Que toda decisión tiene sus consecuencias, es irrefutable, al menos para mi. Que no hay peor culpa que la propia, que la que uno mismo se genera, sin duda que también. La culpa en tu piel duele más, porque te convierte a ti mismo en tu propio enemigo. En un hecho traumático (un accidente, por ejemplo) en el que tú eres responsable o sujeto activo, sobrevivir es ya en sí una condena; la muerte, sin duda, es la ejecución, pero sin culpa, por inconsciencia. La defensa de una culpa es un trabajo agónico, casi diría yo draconiano, y no suele desaparecer. Porque la tolerancia humana sobre la culpa es cero, nula, casi imposible. Trabajar en convertir la culpa en responsabilidad es un ejercicio excelente, yo lo aconsejo. Considerar la culpa como anomalía (algo pasajero) y no como dolencia es un primer paso. El siguiente es el de humildad: todos nos equivocamos, y muchas veces. Empecinarnos en disimular nuestro error y, por tanto, defendernos de nuestra hipotética culpa aún a sabiendas que no es así, nos genera más ansiedad que alivio. Y yo en mi vida le he declarado la guerra a la ansiedad, he naturalizado el error y he apuntalado mi sentido de responsabilidad. Toda acción tiene consecuencias, y asumirlo cuanto antes, la mejor terapia.

Trasladado a la vida público o a la clase política, el territorio de la culpa es casi una necesidad. Y probablemente, el del periodismo: casi la gran totalidad de causas generadoras de noticias son de culpa. Destacar lo positivo no suele ser noticia, más que en determinadas situaciones, casi siempre con carácter emocional (recuérdese los aplausos a los sanitarios a las ocho de la tarde durante el confinamiento). Si mi argumento (político) nace de tu culpa (error, voluntario o intencionado), poco podremos extraer para la causa de la solución. Y, en relación con la pandemia, hay una cosa clara: la culpa siempre es del otro, que no cumple las normas, pero mi causa (excusa o argumento), siempre justifica mi acción, por muy culpables que nos hagan sentir.

Confinamiento navideño

Acabo.
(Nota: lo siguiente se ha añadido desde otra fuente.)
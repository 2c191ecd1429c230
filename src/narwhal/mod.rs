pub mod admin;
pub mod app;
pub mod config;
pub mod logging;
pub mod net;
pub mod telemetry;
pub mod tunnel;

pub async fn run(
    config_path: Option<std::path::PathBuf>,
    log_level: Option<String>,
) -> anyhow::Result<()> {
    app::run(config_path, log_level).await
}
use std::{
    collections::BTreeMap,
    net::SocketAddr,
    sync::{Arc, Mutex, MutexGuard, PoisonError},
    time::Duration,
};

use tokio::{
    net::{TcpListener, TcpStream},
    sync::{oneshot, watch},
    task::JoinHandle,
    time,
};

use crate::narwhal::net;
use crate::narwhal::telemetry::{RelayInfo, RelaySide, SharedRelays};
use crate::narwhal::tunnel::{
    auth::Session,
    control::ControlWriter,
    protocol::{DataConnTicket, Frame},
    relay,
};

pub const DEFAULT_PAIRING_CAPACITY: usize = 64;

struct PairingState<T> {
    next_id: u32,
    closed: bool,
    waiting: BTreeMap<u32, oneshot::Sender<T>>,
}

/// Public connections waiting for the client's matching data connection.
///
/// Each waiter holds a slot keyed by a pairing id. A delivery names the id it
/// answers, or takes the oldest slot when it carries none. Ids increase
/// monotonically, so `BTreeMap` order is arrival order.
pub struct PairingQueue<T> {
    capacity: usize,
    state: Mutex<PairingState<T>>,
}

impl<T> std::fmt::Debug for PairingQueue<T> {
    fn fmt(&self, f: &mut std::fmt::Formatter<'_>) -> std::fmt::Result {
        f.debug_struct("PairingQueue")
            .field("capacity", &self.capacity)
            .field("pending", &self.len())
            .finish_non_exhaustive()
    }
}

pub struct PairingSlot<T> {
    id: u32,
    rx: oneshot::Receiver<T>,
}

#[derive(Debug)]
pub enum SlotOutcome<T> {
    Paired(T),
    TimedOut,
    /// The queue was closed, so the owning session is gone.
    Closed,
}

impl<T> PairingQueue<T> {
    pub fn new(capacity: usize) -> Self {
        Self {
            capacity: capacity.max(1),
            state: Mutex::new(PairingState {
                next_id: 1,
                closed: false,
                waiting: BTreeMap::new(),
            }),
        }
    }

    /// `None` when the queue is full or closed.
    pub fn reserve(&self) -> Option<PairingSlot<T>> {
        let mut st = self.lock();
        if st.closed || st.waiting.len() >= self.capacity {
            return None;
        }
        let id = st.next_id;
        st.next_id = st.next_id.wrapping_add(1).max(1);
        let (tx, rx) = oneshot::channel();
        st.waiting.insert(id, tx);
        Some(PairingSlot { id, rx })
    }

    /// Give up a slot. `false` if it was already taken by a delivery or by
    /// [`PairingQueue::close`].
    pub fn cancel(&self, id: u32) -> bool {
        self.lock().waiting.remove(&id).is_some()
    }

    /// Hand `item` to the waiter with `id`, or to the oldest live waiter when
    /// `id` is `None`. Returns the item when nobody takes it.
    pub fn deliver(&self, id: Option<u32>, item: T) -> Result<u32, T> {
        let mut item = item;
        loop {
            let (slot, tx) = {
                let mut st = self.lock();
                let entry = match id {
                    Some(id) => st.waiting.remove(&id).map(|tx| (id, tx)),
                    None => st.waiting.pop_first(),
                };
                match entry {
                    Some(e) => e,
                    None => return Err(item),
                }
            };
            match tx.send(item) {
                Ok(()) => return Ok(slot),
                // Waiter went away without cancelling; try the next one.
                Err(back) if id.is_none() => item = back,
                Err(back) => return Err(back),
            }
        }
    }

    /// Refuse further slots and drop every pending one. Returns how many
    /// waiters were released.
    pub fn close(&self) -> usize {
        let mut st = self.lock();
        st.closed = true;
        let n = st.waiting.len();
        st.waiting.clear();
        n
    }

    pub fn len(&self) -> usize {
        self.lock().waiting.len()
    }

    #[cfg(test)]
    pub fn is_closed(&self) -> bool {
        self.lock().closed
    }

    fn lock(&self) -> MutexGuard<'_, PairingState<T>> {
        self.state.lock().unwrap_or_else(PoisonError::into_inner)
    }
}

impl<T> PairingSlot<T> {
    pub fn id(&self) -> u32 {
        self.id
    }

    pub async fn wait(mut self, queue: &PairingQueue<T>, timeout: Duration) -> SlotOutcome<T> {
        match time::timeout(timeout, &mut self.rx).await {
            Ok(Ok(v)) => SlotOutcome::Paired(v),
            Ok(Err(_)) => SlotOutcome::Closed,
            Err(_) => {
                if queue.cancel(self.id) {
                    return SlotOutcome::TimedOut;
                }
                // A delivery or close claimed the slot as the timer fired.
                match self.rx.await {
                    Ok(v) => SlotOutcome::Paired(v),
                    Err(_) => SlotOutcome::Closed,
                }
            }
        }
    }
}

#[derive(Debug, Clone)]
pub struct BindOptions {
    pub pairing_timeout: Duration,
    pub buffer_size: usize,
}

/// A bound public port whose accept loop has not started yet.
///
/// Connections that arrive before [`PendingBind::start`] wait in the kernel
/// backlog, so no `NOTIFY` can overtake the bind reply.
pub struct PendingBind {
    port: u16,
    ln: TcpListener,
}

impl PendingBind {
    pub async fn open(host: &str, port: u16) -> std::io::Result<Self> {
        let ln = TcpListener::bind(net::join_host_port(host, port)).await?;
        Ok(Self { port, ln })
    }

    #[cfg(test)]
    pub fn local_addr(&self) -> std::io::Result<SocketAddr> {
        self.ln.local_addr()
    }

    pub fn start(
        self,
        session: Arc<Session>,
        context: String,
        notifier: ControlWriter,
        opts: BindOptions,
        relays: SharedRelays,
    ) -> BindListener {
        let (stop, stop_rx) = watch::channel(false);
        let (lost_tx, lost) = watch::channel(false);
        let port = self.port;
        let task = tokio::spawn(accept_loop(
            self.ln, port, session, context, notifier, opts, relays, stop_rx, lost_tx,
        ));
        BindListener {
            port,
            stop,
            lost,
            task,
        }
    }
}

/// Accepts public connections on a bound port for one session. Closing or
/// dropping it stops accepting; relays already running are left alone.
pub struct BindListener {
    port: u16,
    stop: watch::Sender<bool>,
    lost: watch::Receiver<bool>,
    task: JoinHandle<()>,
}

impl std::fmt::Debug for BindListener {
    fn fmt(&self, f: &mut std::fmt::Formatter<'_>) -> std::fmt::Result {
        f.debug_struct("BindListener")
            .field("port", &self.port)
            .finish_non_exhaustive()
    }
}

impl BindListener {
    pub fn port(&self) -> u16 {
        self.port
    }

    /// Fires once the accept loop stops on its own, e.g. after a `NOTIFY`
    /// could not be written.
    pub fn lost(&self) -> watch::Receiver<bool> {
        self.lost.clone()
    }

    pub fn close(&self) {
        let _ = self.stop.send(true);
        self.task.abort();
    }
}

impl Drop for BindListener {
    fn drop(&mut self) {
        self.close();
    }
}

#[allow(clippy::too_many_arguments)]
async fn accept_loop(
    ln: TcpListener,
    port: u16,
    session: Arc<Session>,
    context: String,
    notifier: ControlWriter,
    opts: BindOptions,
    relays: SharedRelays,
    mut stop: watch::Receiver<bool>,
    lost: watch::Sender<bool>,
) {
    tracing::info!(sid = %session.sid, uid = %session.uid, port, "tunnel: public listener started");
    loop {
        let (public, peer) = tokio::select! {
            _ = stop.changed() => break,
            res = ln.accept() => match res {
                Ok(v) => v,
                Err(err) => {
                    tracing::warn!(sid = %session.sid, port, err = %err, "tunnel: public accept failed");
                    time::sleep(Duration::from_millis(50)).await;
                    continue;
                }
            },
        };

        let Some(slot) = session.pairing().reserve() else {
            tracing::warn!(
                sid = %session.sid,
                port,
                peer = %peer,
                "tunnel: pairing queue full or closed; dropping public connection"
            );
            continue;
        };

        let ticket = DataConnTicket::new(context.as_str(), Some(slot.id()));
        let sent = match Frame::notify(&ticket) {
            Ok(frame) => notifier.send(&frame).await,
            Err(err) => Err(err),
        };
        if let Err(err) = sent {
            session.pairing().cancel(slot.id());
            tracing::warn!(sid = %session.sid, port, err = %err, "tunnel: notify failed; stopping public listener");
            let _ = lost.send(true);
            break;
        }
        tracing::debug!(sid = %session.sid, port, peer = %peer, pairing_id = slot.id(), "tunnel: client notified");

        let session = session.clone();
        let opts = opts.clone();
        let relays = relays.clone();
        tokio::spawn(async move {
            pair_and_relay(public, peer, port, slot, session, opts, relays).await;
        });
    }
    tracing::info!(sid = %session.sid, port, "tunnel: public listener stopped");
}

async fn pair_and_relay(
    public: TcpStream,
    peer: SocketAddr,
    port: u16,
    slot: PairingSlot<TcpStream>,
    session: Arc<Session>,
    opts: BindOptions,
    relays: SharedRelays,
) {
    let pairing_id = slot.id();
    match slot.wait(session.pairing(), opts.pairing_timeout).await {
        SlotOutcome::Paired(data) => {
            let info = RelayInfo::new(session.sid.as_str(), RelaySide::Server, port, peer.to_string());
            relay::run(public, data, info, opts.buffer_size, &relays).await;
        }
        SlotOutcome::TimedOut => {
            metrics::counter!("narwhal_pairing_timeouts_total").increment(1);
            tracing::warn!(
                sid = %session.sid,
                port,
                peer = %peer,
                pairing_id,
                timeout = %humantime::format_duration(opts.pairing_timeout),
                "tunnel: no data connection in time; closing public connection"
            );
        }
        SlotOutcome::Closed => {
            tracing::debug!(sid = %session.sid, port, peer = %peer, "tunnel: session gone; closing public connection");
        }
    }
}
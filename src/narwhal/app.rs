use std::{net::SocketAddr, path::PathBuf, sync::Arc, time::Duration};

use anyhow::Context;
use tokio::{sync::watch, task::JoinSet};

use crate::narwhal::{
    admin, config, logging, net, telemetry,
    tunnel::{
        client::{Client, ClientOptions},
        control::SessionOptions,
        server::{Server, ServerOptions},
    },
};

const DRAIN_TIMEOUT: Duration = Duration::from_secs(5);

pub async fn run(config_path: Option<PathBuf>, log_level: Option<String>) -> anyhow::Result<()> {
    let resolved = config::resolve_config_path(config_path)?;
    let created = config::ensure_config_file(&resolved.path)?;
    let cfg = config::load_config(&resolved.path)
        .with_context(|| format!("load config: {}", resolved.path.display()))?;

    let _logging = logging::init(&cfg.logging, log_level.as_deref())?;

    if created {
        tracing::warn!(path = %resolved.path.display(), source = %resolved.source, "config: created new config file");
    }
    tracing::info!(
        config = %resolved.path.display(),
        source = %resolved.source,
        server = cfg.server.is_some(),
        client = cfg.client.is_some(),
        admin_addr = %cfg.admin_addr,
        "narwhal: starting"
    );

    let relays: telemetry::SharedRelays = Arc::new(telemetry::RelayRegistry::new());
    let (shutdown_tx, shutdown_rx) = watch::channel(false);
    let mut tasks: JoinSet<anyhow::Result<()>> = JoinSet::new();

    let mut registry = None;
    if let Some(sc) = &cfg.server {
        if sc.users.is_empty() {
            tracing::warn!("config: server has no users; every AUTH will be rejected");
        }
        let server = Server::new(
            ServerOptions {
                listen_addr: sc.listen_addr.clone(),
                users: sc.users.clone(),
                session: SessionOptions {
                    bind_host: sc.bind_host.clone(),
                    handshake_timeout: sc.handshake_timeout,
                    pairing_timeout: sc.pairing_timeout,
                    pairing_capacity: sc.pairing_queue_capacity,
                    buffer_size: sc.buffer_size,
                },
            },
            relays.clone(),
        )?;
        registry = Some(server.registry());
        let shutdown = shutdown_rx.clone();
        tasks.spawn(async move { server.listen_and_serve(shutdown).await });
    }

    if let Some(cc) = &cfg.client {
        let client = Client::new(
            ClientOptions {
                server_addr: cc.server_addr.clone(),
                local_addr: cc.local_addr.clone(),
                remote_port: cc.remote_port,
                uid: cc.uid.clone(),
                max_retry_times: cc.max_retry_times,
                retry_backoff: cc.retry_backoff,
                dial_timeout: cc.dial_timeout,
                reply_timeout: cc.reply_timeout,
                buffer_size: cc.buffer_size,
            },
            relays.clone(),
        )?;
        let shutdown = shutdown_rx.clone();
        tasks.spawn(async move { client.run(shutdown).await });
    }

    if !cfg.admin_addr.is_empty() {
        let admin_addr = net::normalize_bind_addr(&cfg.admin_addr);
        let addr: SocketAddr = admin_addr
            .parse()
            .with_context(|| format!("invalid admin_addr: {}", cfg.admin_addr))?;
        let prom = match telemetry::init_prometheus() {
            Ok(h) => Some(Arc::new(h)),
            Err(err) => {
                tracing::warn!(err = %err, "metrics: exporter disabled");
                None
            }
        };
        let state = admin::AdminState {
            prom,
            relays: relays.clone(),
            registry: registry.clone(),
        };
        let shutdown = shutdown_rx.clone();
        tasks.spawn(async move { admin::serve_with_shutdown(addr, state, shutdown).await });
    }

    // A task ending on its own is fatal: the client gave up or a listener failed.
    let outcome = tokio::select! {
        _ = shutdown_signal() => {
            tracing::info!("shutdown: signal");
            Ok(())
        }
        res = tasks.join_next() => match res {
            Some(Ok(Ok(()))) | None => Ok(()),
            Some(Ok(Err(err))) => Err(err),
            Some(Err(join_err)) => Err(join_err.into()),
        },
    };
    let _ = shutdown_tx.send(true);

    let drain = async { while tasks.join_next().await.is_some() {} };
    if tokio::time::timeout(DRAIN_TIMEOUT, drain).await.is_err() {
        tracing::warn!(timeout = %humantime::format_duration(DRAIN_TIMEOUT), "shutdown: drain timed out; aborting tasks");
        tasks.abort_all();
        while tasks.join_next().await.is_some() {}
    }

    outcome
}

async fn shutdown_signal() {
    #[cfg(unix)]
    {
        use tokio::signal::unix::{SignalKind, signal};

        let mut term = match signal(SignalKind::terminate()) {
            Ok(s) => s,
            Err(err) => {
                tracing::warn!(err = %err, "shutdown: SIGTERM handler unavailable");
                let _ = tokio::signal::ctrl_c().await;
                return;
            }
        };
        tokio::select! {
            _ = tokio::signal::ctrl_c() => {}
            _ = term.recv() => {}
        }
    }

    #[cfg(not(unix))]
    {
        let _ = tokio::signal::ctrl_c().await;
    }
}
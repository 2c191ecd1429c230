use std::collections::BTreeSet;

/// Which remote ports a user may bind.
///
/// Rule strings:
/// - `""` or `"0"`: any port
/// - `"80"`: exactly that port
/// - `"22,80,443"`: any listed port (non-numeric items are skipped)
/// - `"8000-8100"`: inclusive range
///
/// Anything else parses to [`PortRule::Deny`].
#[derive(Debug, Clone, PartialEq, Eq)]
pub enum PortRule {
    Any,
    Single(u16),
    Set(BTreeSet<u16>),
    Range(u16, u16),
    Deny,
}

impl PortRule {
    pub fn parse(rule: &str) -> Self {
        let rule = rule.trim();
        if rule.is_empty() || rule == "0" {
            return PortRule::Any;
        }

        if rule.contains(',') {
            let ports = rule
                .split(',')
                .filter_map(|p| p.trim().parse::<u16>().ok())
                .collect();
            return PortRule::Set(ports);
        }

        if rule.contains('-') {
            let mut parts = rule.split('-');
            let (Some(lo), Some(hi), None) = (parts.next(), parts.next(), parts.next()) else {
                return PortRule::Deny;
            };
            return match (lo.trim().parse::<u16>(), hi.trim().parse::<u16>()) {
                (Ok(lo), Ok(hi)) => PortRule::Range(lo, hi),
                _ => PortRule::Deny,
            };
        }

        match rule.parse::<u16>() {
            Ok(n) => PortRule::Single(n),
            Err(_) => PortRule::Deny,
        }
    }

    pub fn allows(&self, port: u16) -> bool {
        match self {
            PortRule::Any => true,
            PortRule::Single(n) => port == *n,
            PortRule::Set(ports) => ports.contains(&port),
            PortRule::Range(lo, hi) => (*lo..=*hi).contains(&port),
            PortRule::Deny => false,
        }
    }
}

impl From<&str> for PortRule {
    fn from(s: &str) -> Self {
        Self::parse(s)
    }
}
Tal vez me equivoco, pero por lo que he pulsado (a veces entre líneas), la gran mayoría de la gente hubiera entendido un confinamiento total durante la Navidad, que no ha llegado porque nadie de los que gestionan se han atrevido a hacer lo que debían hacer: cuidarnos a todos. Las autoridades lo son, y para ello cobran, para tomar decisiones, las mejores para nuestra sociedad, por muy duras que sean. El cálculo electoral (coste en votos de algunas medidas) debe ser un motivo de repulsa social en futuras consultas. Lejos de ello, ese cálculo se produce por nuestra propia respuesta como ciudadanos, que castigamos al que decide algo que, aunque no nos guste, sabemos que es necesario.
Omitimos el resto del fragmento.